At a destination wedding alcohol is typically served at the rehearsal dinner, wedding reception and after party. There’s no need to go overboard, though. The more options you give your guests and the more premium those options, the more you’ll pay.
To keep the cost in check, you can offer just wine and beer and be innovative with a signature cocktail. If any guest wants to order anything else, this can be on their own tab but the bartender should inform them beforehand.
If you choose to have a full open bar, it’s important to set a cap on the alcohol bill and have the bartender give status updates to a designated, sober family member at certain times of the evening.
Key wedding vendors typically include the decor team, photographers, bartenders, make-up artists and, optionally, a wedding planner.
Unless your parents have offered to pay, vendors are an expense you and your spouse will be expected to cover. You’re also expected to pay for the travel and accommodation of these vendors if they aren’t from the destination itself (for instance, if the location of the wedding is secluded and lacks a skilled make-up artist). It’s usually more convenient to negotiate an all-inclusive package with the service provider beforehand.
For a destination wedding, you may want to reconsider your policy on the usual practice of receiving gifts. Guests will likely have to spend more than they would otherwise to travel and attend the wedding. Hence couples might consider letting folks know gifts aren’t necessary and that their presence is enough.
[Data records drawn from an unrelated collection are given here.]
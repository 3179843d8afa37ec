/// Language Harness - Driver Generation Around User Code
///
/// **Core Responsibility:**
/// Turn `(stub, user code)` into one complete, runnable source file plus
/// the container command that compiles and runs it.
///
/// The generated driver reads exactly one test-case line from stdin,
/// parses it into argument values, invokes the solution method, and
/// prints the return value in canonical form as a single stdout line.
/// All input parsing happens inside the container in the target
/// language; the host never inspects user code structure. The only
/// things read on the host side come from the stub contract: the method
/// name (identifier immediately preceding `(` in `user_snippet`) and,
/// for the statically typed languages, the declared parameter types of
/// that same signature.
///
/// Source is injected via a base64-decoded heredoc so user code never
/// needs shell escaping.
pub mod cpp;
pub mod java;
pub mod python;

use anyhow::{bail, Context, Result};
use base64::{engine::general_purpose, Engine as _};
use verdict_common::types::{CodeStub, Language};

/// A fully assembled submission: source file plus the container
/// invocation that runs it.
#[derive(Debug, Clone)]
pub struct Assembled {
    pub image: &'static str,
    pub source: String,
    pub command: Vec<String>,
    /// Compile and run share one invocation (affects the deadline).
    pub combined_compile: bool,
}

pub fn assemble(language: Language, stub: &CodeStub, user_code: &str) -> Result<Assembled> {
    match language {
        Language::Python => python::assemble(stub, user_code),
        Language::Java => java::assemble(stub, user_code),
        Language::Cpp => cpp::assemble(stub, user_code),
    }
}

/// The solution method name: the identifier immediately preceding the
/// first `(` of the stub signature.
pub fn method_name(user_snippet: &str) -> Result<&str> {
    let open = user_snippet
        .find('(')
        .context("stub signature has no parameter list")?;
    let head = user_snippet[..open].trim_end();
    let start = head
        .rfind(|c: char| !(c.is_alphanumeric() || c == '_'))
        .map(|i| i + 1)
        .unwrap_or(0);
    let name = &head[start..];
    if name.is_empty() {
        bail!("could not extract method name from stub signature");
    }
    Ok(name)
}

/// Declared signature of the stub's solution method.
#[derive(Debug, Clone)]
pub(crate) struct Signature {
    pub name: String,
    pub return_type: String,
    pub params: Vec<String>,
}

pub(crate) fn parse_signature(user_snippet: &str) -> Result<Signature> {
    let name = method_name(user_snippet)?.to_string();
    let open = user_snippet.find('(').unwrap();

    let head = user_snippet[..open].trim_end();
    let head = &head[..head.len() - name.len()];
    let return_type = head
        .split_whitespace()
        .last()
        .context("stub signature has no return type")?
        .to_string();

    let close = matching_paren(user_snippet, open)?;
    let params = split_top_level(&user_snippet[open + 1..close])
        .into_iter()
        .map(|p| param_type(&p))
        .filter(|t| !t.is_empty())
        .collect();

    Ok(Signature {
        name,
        return_type,
        params,
    })
}

fn matching_paren(src: &str, open: usize) -> Result<usize> {
    let mut depth = 0i32;
    for (i, ch) in src[open..].char_indices() {
        match ch {
            '(' => depth += 1,
            ')' => {
                depth -= 1;
                if depth == 0 {
                    return Ok(open + i);
                }
            }
            _ => {}
        }
    }
    bail!("unbalanced parentheses in stub signature")
}

/// Split on commas that sit outside `<>`, `[]`, and `()` nesting.
pub(crate) fn split_top_level(src: &str) -> Vec<String> {
    let mut parts = Vec::new();
    let mut depth = 0i32;
    let mut cur = String::new();
    for ch in src.chars() {
        match ch {
            '<' | '[' | '(' => {
                depth += 1;
                cur.push(ch);
            }
            '>' | ']' | ')' => {
                depth -= 1;
                cur.push(ch);
            }
            ',' if depth == 0 => {
                parts.push(cur.trim().to_string());
                cur.clear();
            }
            _ => cur.push(ch),
        }
    }
    let last = cur.trim();
    if !last.is_empty() {
        parts.push(last.to_string());
    }
    parts
}

/// Everything before the trailing parameter name.
fn param_type(param: &str) -> String {
    let param = param.trim();
    match param.rfind(char::is_whitespace) {
        Some(i) => param[..i].trim().to_string(),
        None => param.to_string(),
    }
}

/// `sh -c` line that materializes the source inside the container and
/// runs it. Base64 keeps arbitrary user code out of shell syntax.
pub(crate) fn heredoc_command(filename: &str, source: &str, run: &str) -> Vec<String> {
    let encoded = general_purpose::STANDARD.encode(source);
    vec![
        "/bin/sh".to_string(),
        "-c".to_string(),
        format!(
            "cd /tmp && echo '{}' | base64 -d > {} && {}",
            encoded, filename, run
        ),
    ]
}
Another option is to choose lower-budget gifts on the wedding registry. This way, friends and family can choose to give smaller tokens.
Be mindful that guests may not be able to fit large gifts in their luggage anyway, so if you do choose to accept gifts, request for them to be physically small or even virtual, like online gifts.
A destination wedding requires providing enough details to your guests. It’s important to be transparent so they know what to expect.
Your wedding website is the perfect place to consolidate and share all this information. There are multiple online platforms with ready-to-use templates which can be easily edited to suit your personal style. Be sure to send your website address along with your invites so your guests will know how to access information and updates.
You can provide details on travel, accommodation, the location and the registry on your site, giving your guests access to an information hub with all the details they’ll need to plan and budget.
It will also simplify the planning process for you because it can be used to collect RSVPs from your guests, allowing you to plan your budget accordingly.
You can even preemptively answer frequently asked questions about dress code, gifts, and all things wedding related. As you get closer to the wedding, you can also post any quick updates about your big day.